Commercial banks are widely known as a source of debt financing for businesses. They generally provide lines of credit, term loans, and revolving loans. Traditionally, commercial banks are cash flow lenders and view collateral as a secondary source of repayment; from experience, bankers' actions do not always evidence this thinking. Focus is placed on lending to borrowers that have durability and predictability of cash flows. To assure liquidity and stability for the public, banks are highly regulated by state banking commissions or similar bodies, the Federal Deposit Insurance Corporation (FDIC), and by the Office of the Comptroller of the Currency (OCC). Banks are scrutinized for base capital, profitability, liquidity, credit quality, and management, and are required to monitor and rate each loan with quality codes or risk ratings. These codes are established by the bank and relate to, among other things, the type collateral, loan-to asset value, cash flow coverage, and guarantees.
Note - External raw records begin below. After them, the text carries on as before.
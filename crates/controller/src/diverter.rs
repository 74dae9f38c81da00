// SPDX-License-Identifier: BUSL-1.1
// Copyright (c) 2026 Alfred Jean LLC

//! Diverter bank: three servo flaps, one per category.
//!
//! `classify` waits out the belt-time pre-delay, diverts, holds, and
//! returns the flap. Requests for a flap already mid-cycle are rejected;
//! different flaps operate in parallel.

use std::sync::atomic::{AtomicBool, AtomicU64, Ordering};
use std::time::Duration;

use serde::Serialize;
use tokio_util::sync::CancellationToken;

use crate::actuator::Servo;
use crate::config::DiverterSettings;
use crate::error::ActuatorError;
use crate::hal::Hal;
use crate::types::{DiverterCommand, FruitCategory};

pub struct Flap {
    servo: Servo,
    category: FruitCategory,
    straight_angle: f64,
    diverted_angle: f64,
    busy: AtomicBool,
    activations: AtomicU64,
}

#[derive(Debug, Clone, Serialize)]
pub struct FlapSnapshot {
    pub category: FruitCategory,
    pub pin: u8,
    pub angle: f64,
    pub busy: bool,
    pub activations: u64,
}

pub struct DiverterBank {
    flaps: Vec<Flap>,
    hold: Duration,
    enabled: bool,
}

/// Clears the flap's busy flag when the cycle ends, on any exit path.
struct BusyGuard<'a> {
    flap: &'a Flap,
}

impl Drop for BusyGuard<'_> {
    fn drop(&mut self) {
        self.flap.busy.store(false, Ordering::Release);
    }
}

impl DiverterBank {
    pub fn new(hal: &Hal, settings: &DiverterSettings) -> Result<Self, crate::error::HalError> {
        let mut flaps = Vec::with_capacity(settings.diverters.len());
        for channel in &settings.diverters {
            let pwm = hal.pwm_out(channel.pin, crate::actuator::servo::SERVO_PWM_HZ)?;
            flaps.push(Flap {
                servo: Servo::new(pwm, channel.straight_angle),
                category: channel.category,
                straight_angle: channel.straight_angle,
                diverted_angle: channel.diverted_angle,
                busy: AtomicBool::new(false),
                activations: AtomicU64::new(0),
            });
        }
        Ok(Self { flaps, hold: settings.activation_duration(), enabled: settings.enabled })
    }

    pub fn is_enabled(&self) -> bool {
        self.enabled
    }

    /// Configured hold time for one diversion cycle.
    pub fn hold(&self) -> Duration {
        self.hold
    }

    /// Run one full diversion cycle from a pipeline command.
    pub async fn dispatch(
        &self,
        command: DiverterCommand,
        cancel: &CancellationToken,
    ) -> Result<(), ActuatorError> {
        self.classify_with_hold(command.category, command.pre_delay, command.hold, cancel).await
    }

    /// Divert a fruit of `category` after `pre_delay` of belt travel, using
    /// the configured hold time.
    ///
    /// Unknown fruit passes through untouched. Returns `DiverterBusy` when
    /// the flap is already mid-cycle.
    pub async fn classify(
        &self,
        category: FruitCategory,
        pre_delay: Duration,
        cancel: &CancellationToken,
    ) -> Result<(), ActuatorError> {
        self.classify_with_hold(category, pre_delay, self.hold, cancel).await
    }

    async fn classify_with_hold(
        &self,
        category: FruitCategory,
        pre_delay: Duration,
        hold: Duration,
        cancel: &CancellationToken,
    ) -> Result<(), ActuatorError> {
        if category == FruitCategory::Unknown {
            tracing::debug!("unknown fruit passes straight through");
            return Ok(());
        }
        if !self.enabled {
            return Ok(());
        }
        let flap = self
            .flaps
            .iter()
            .find(|f| f.category == category)
            .ok_or_else(|| {
                ActuatorError::Hal(crate::error::HalError::NotReady(format!(
                    "no diverter flap for {}",
                    category.label()
                )))
            })?;

        if flap.busy.swap(true, Ordering::AcqRel) {
            return Err(ActuatorError::DiverterBusy(category.label().to_owned()));
        }
        let _guard = BusyGuard { flap };

        tokio::select! {
            _ = tokio::time::sleep(pre_delay) => {}
            _ = cancel.cancelled() => return Err(ActuatorError::Cancelled),
        }

        flap.servo.move_to(flap.diverted_angle).await?;
        flap.activations.fetch_add(1, Ordering::Relaxed);

        tokio::select! {
            _ = tokio::time::sleep(hold) => {}
            _ = cancel.cancelled() => {
                // Return the flap before giving up so fruit cannot jam.
                flap.servo.move_to(flap.straight_angle).await?;
                return Err(ActuatorError::Cancelled);
            }
        }

        flap.servo.move_to(flap.straight_angle).await?;
        Ok(())
    }

    /// Cut PWM on every flap.
    pub async fn emergency_stop_all(&self) {
        for flap in &self.flaps {
            let _ = flap.servo.deactivate().await;
            flap.busy.store(false, Ordering::Release);
        }
    }

    pub fn snapshot(&self) -> Vec<FlapSnapshot> {
        self.flaps
            .iter()
            .map(|f| FlapSnapshot {
                category: f.category,
                pin: f.servo.pin(),
                angle: f.servo.current_angle(),
                busy: f.busy.load(Ordering::Acquire),
                activations: f.activations.load(Ordering::Relaxed),
            })
            .collect()
    }
}

#[cfg(test)]
#[path = "diverter_tests.rs"]
mod tests;
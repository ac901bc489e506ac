pub mod chooser;
pub mod coin;
pub mod consts;
pub mod notifier;
pub mod operation;
pub mod tally;

pub use chooser::{Computation, RandomArithmeticChooser, compute};
pub use operation::Operation;
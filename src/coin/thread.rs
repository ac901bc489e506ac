use rand::RngExt;

use super::Coin;

/// Flips with the process-wide thread-local RNG. Unbiased, not reproducible.
#[derive(Debug, Clone, Copy, Default)]
pub struct ThreadCoin;

impl Coin for ThreadCoin {
    fn flip(&self) -> bool {
        rand::rng().random()
    }
}

#[cfg(test)]
mod tests {
    use super::*;

    #[test]
    fn produces_both_outcomes() {
        let coin = ThreadCoin;
        let heads = (0..512).filter(|_| coin.flip()).count();
        assert!(heads > 0 && heads < 512);
    }
}
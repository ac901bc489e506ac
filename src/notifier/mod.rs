//! Where the "which operation ran" notice goes.
//!
//! The notice is a side channel: it never changes the value a computation
//! returns, and a notifier that fails to deliver only logs a warning.

pub mod recording;
pub mod writer;

pub use recording::RecordingNotifier;
pub use writer::{StdoutNotifier, WriterNotifier};

use crate::consts::NOTICE_PREFIX;
use crate::operation::Operation;

/// Receives one notification per computation.
pub trait Notifier: Send + Sync {
    fn notify(&self, operation: Operation);
}

/// Render the console line for an operation, e.g. `Opération effectuée : addition`.
pub fn notice(operation: Operation) -> String {
    format!("{NOTICE_PREFIX}{}", operation.label())
}

/// Discards every notice. Used when running many trials.
#[derive(Debug, Clone, Copy, Default)]
pub struct NullNotifier;

impl Notifier for NullNotifier {
    fn notify(&self, _operation: Operation) {}
}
Combined, these impact the price charged a borrower, or cost of capital or interest rate, and the status of the loan in the bank's portfolio. 6 Bank regulators can force a bank to place a loan in nonaccrual or write down a fully performing loan if some factor is of concern to them. This regulatory control is a large determinant of what might be deemed an acceptable risk. 7 This mode of operation coupled with the commodity nature of the banking business translates into a relatively conservative posture inherent in the culture and mind-set of bankers in relation to growth companies-especially given that most growth companies consume cash, not generate it. For start-up companies, collateral becomes more important given that most fail within the first five years. 8

Most loans are made based on historical financial performance and minimum asset collateral values. The decision to lend is based on the 3 C's of credit: character, collateral, and capacity, where capacity is the ability and willingness to pay.9

The bank is not an investor, nor do the bank's returns justify accepting significant risk. Banks are essentially the lowest-risk lenders. You will find that most banks will not lend to a company with a debt-to-equity ratio greater than 2.0 to 3.0 without some additional guarantee or collateral.
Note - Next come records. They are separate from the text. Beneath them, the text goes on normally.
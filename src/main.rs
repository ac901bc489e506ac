use std::fmt::Display;
use std::io::{self, Write};
use std::ops::{Add, Sub};
use std::str::FromStr;
use std::sync::Arc;

use anyhow::{Context, Result};
use clap::{Parser, Subcommand};
use serde::Serialize;
use tracing_subscriber::EnvFilter;

use flipsum::RandomArithmeticChooser;
use flipsum::coin::{Coin, SeededCoin, ThreadCoin};
use flipsum::consts::{DEFAULT_LOG_FILTER, DEFAULT_TRIALS, VERBOSE_LOG_FILTER};
use flipsum::notifier::{Notifier, NullNotifier, StdoutNotifier, WriterNotifier};
use flipsum::tally::run_trials;

#[derive(Parser)]
#[command(name = "flipsum", version, about = "Flip a coin, then add or subtract.")]
struct Cli {
    #[command(subcommand)]
    command: Command,

    /// Seed the coin for a reproducible sequence of operations
    #[arg(short, long, global = true, env = "FLIPSUM_SEED")]
    seed: Option<u64>,

    /// Parse operands as floating point instead of integers
    #[arg(short, long, global = true, default_value_t = false)]
    float: bool,

    /// Print results as JSON (notices move to stderr)
    #[arg(long, global = true, default_value_t = false)]
    json: bool,

    /// Enable debug logging on stderr (overridden by RUST_LOG)
    #[arg(short, long, global = true, default_value_t = false)]
    verbose: bool,
}

#[derive(Subcommand)]
enum Command {
    /// Add or subtract two numbers, chosen at random
    #[command(allow_negative_numbers = true)]
    Compute { a: String, b: String },
    /// Repeat the computation and report how often each operation ran
    #[command(allow_negative_numbers = true)]
    Tally {
        a: String,
        b: String,

        /// Number of trials to run
        #[arg(short = 'n', long, default_value_t = DEFAULT_TRIALS)]
        trials: usize,
    },
}

/// Where `compute` sends its operation notice.
#[derive(Debug, Clone, Copy, PartialEq, Eq)]
enum NoticeTarget {
    Stdout,
    /// Keeps stdout pure JSON.
    Stderr,
}

impl NoticeTarget {
    fn for_output(json: bool) -> Self {
        if json {
            NoticeTarget::Stderr
        } else {
            NoticeTarget::Stdout
        }
    }

    fn notifier(self) -> Arc<dyn Notifier> {
        match self {
            NoticeTarget::Stdout => Arc::new(StdoutNotifier),
            NoticeTarget::Stderr => Arc::new(WriterNotifier::new(io::stderr())),
        }
    }
}

fn main() -> Result<()> {
    let cli = Cli::parse();
    init_logging(cli.verbose);

    let coin = build_coin(cli.seed);
    let mut out = io::stdout().lock();

    match &cli.command {
        Command::Compute { a, b } => {
            let notifier = NoticeTarget::for_output(cli.json).notifier();
            let chooser = RandomArithmeticChooser::new(coin, notifier);
            if cli.float {
                handle_compute::<f64>(&chooser, a, b, cli.json, &mut out)
            } else {
                handle_compute::<i64>(&chooser, a, b, cli.json, &mut out)
            }
        }
        Command::Tally { a, b, trials } => {
            let chooser = RandomArithmeticChooser::new(coin, Arc::new(NullNotifier));
            if cli.float {
                handle_tally::<f64>(&chooser, a, b, *trials, cli.json, &mut out)
            } else {
                handle_tally::<i64>(&chooser, a, b, *trials, cli.json, &mut out)
            }
        }
    }
}

fn init_logging(verbose: bool) {
    let fallback = if verbose {
        VERBOSE_LOG_FILTER
    } else {
        DEFAULT_LOG_FILTER
    };
    let filter = EnvFilter::try_from_default_env().unwrap_or_else(|_| EnvFilter::new(fallback));
    tracing_subscriber::fmt()
        .with_env_filter(filter)
        .with_writer(std::io::stderr)
        .init();
}

fn build_coin(seed: Option<u64>) -> Arc<dyn Coin> {
    match seed {
        Some(seed) => Arc::new(SeededCoin::new(seed)),
        None => Arc::new(ThreadCoin),
    }
}

fn parse_operand<T>(raw: &str) -> Result<T>
where
    T: FromStr,
    T::Err: std::error::Error + Send + Sync + 'static,
{
    raw.trim()
        .parse()
        .with_context(|| format!("invalid operand: {raw:?}"))
}

fn handle_compute<T>(
    chooser: &RandomArithmeticChooser,
    a: &str,
    b: &str,
    json: bool,
    out: &mut impl Write,
) -> Result<()>
where
    T: FromStr + Display + Serialize + Add<Output = T> + Sub<Output = T>,
    T::Err: std::error::Error + Send + Sync + 'static,
{
    let a: T = parse_operand(a)?;
    let b: T = parse_operand(b)?;

    let outcome = chooser.compute_with_outcome(a, b);
    if json {
        let encoded = serde_json::to_string(&outcome).context("failed to encode result")?;
        writeln!(out, "{}", encoded)?;
    } else {
        writeln!(out, "{}", outcome.value)?;
    }
    Ok(())
}

fn handle_tally<T>(
    chooser: &RandomArithmeticChooser,
    a: &str,
    b: &str,
    trials: usize,
    json: bool,
    out: &mut impl Write,
) -> Result<()>
where
    T: Copy + FromStr + Add<Output = T> + Sub<Output = T>,
    T::Err: std::error::Error + Send + Sync + 'static,
{
    let a: T = parse_operand(a)?;
    let b: T = parse_operand(b)?;

    let tally = run_trials(chooser, a, b, trials);
    if json {
        let encoded = serde_json::to_string(&tally).context("failed to encode tally")?;
        writeln!(out, "{}", encoded)?;
    } else {
        writeln!(out, "trials:       {}", tally.total())?;
        writeln!(out, "additions:    {}", tally.additions)?;
        writeln!(out, "subtractions: {}", tally.subtractions)?;
        writeln!(out, "ratio:        {:.3}", tally.addition_ratio())?;
    }
    Ok(())
}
This is the converse of asset-based lenders (ABLs), which primarily make their lending decisions based on the quality of the underlying assets and secondarily on cash flow. There are many specialty lenders and commercial finance companies that provide various forms of debt; these lenders tend to understand a specific form of debt exceptionally well and have the business processes in place to manage their risk, or they have expertise in a specific industry and have adjusted their lending program and structure to accommodate the nuances of that business.

It is important to note that many larger regional and national banks now have asset-based lending divisions as well as capital market groups that provide private equity. A key in selecting a financing source is the inherent culture and the actual people that you will interface with and those that make the decisions affecting your relationship with them. We recommend that you determine the work experience and background of the lending team assigned to your company. Most commercial bankers turned asset-based lenders do fine in a relationship until the client's business has difficulties or goes sideways. Then they revert to their instincts, which may be much more conservative. This is not necessarily bad, except that a knee-jerk reaction may be to push your company to take action that is not in its best interest; the bank may call your line of credit and force you into a reactionary mode.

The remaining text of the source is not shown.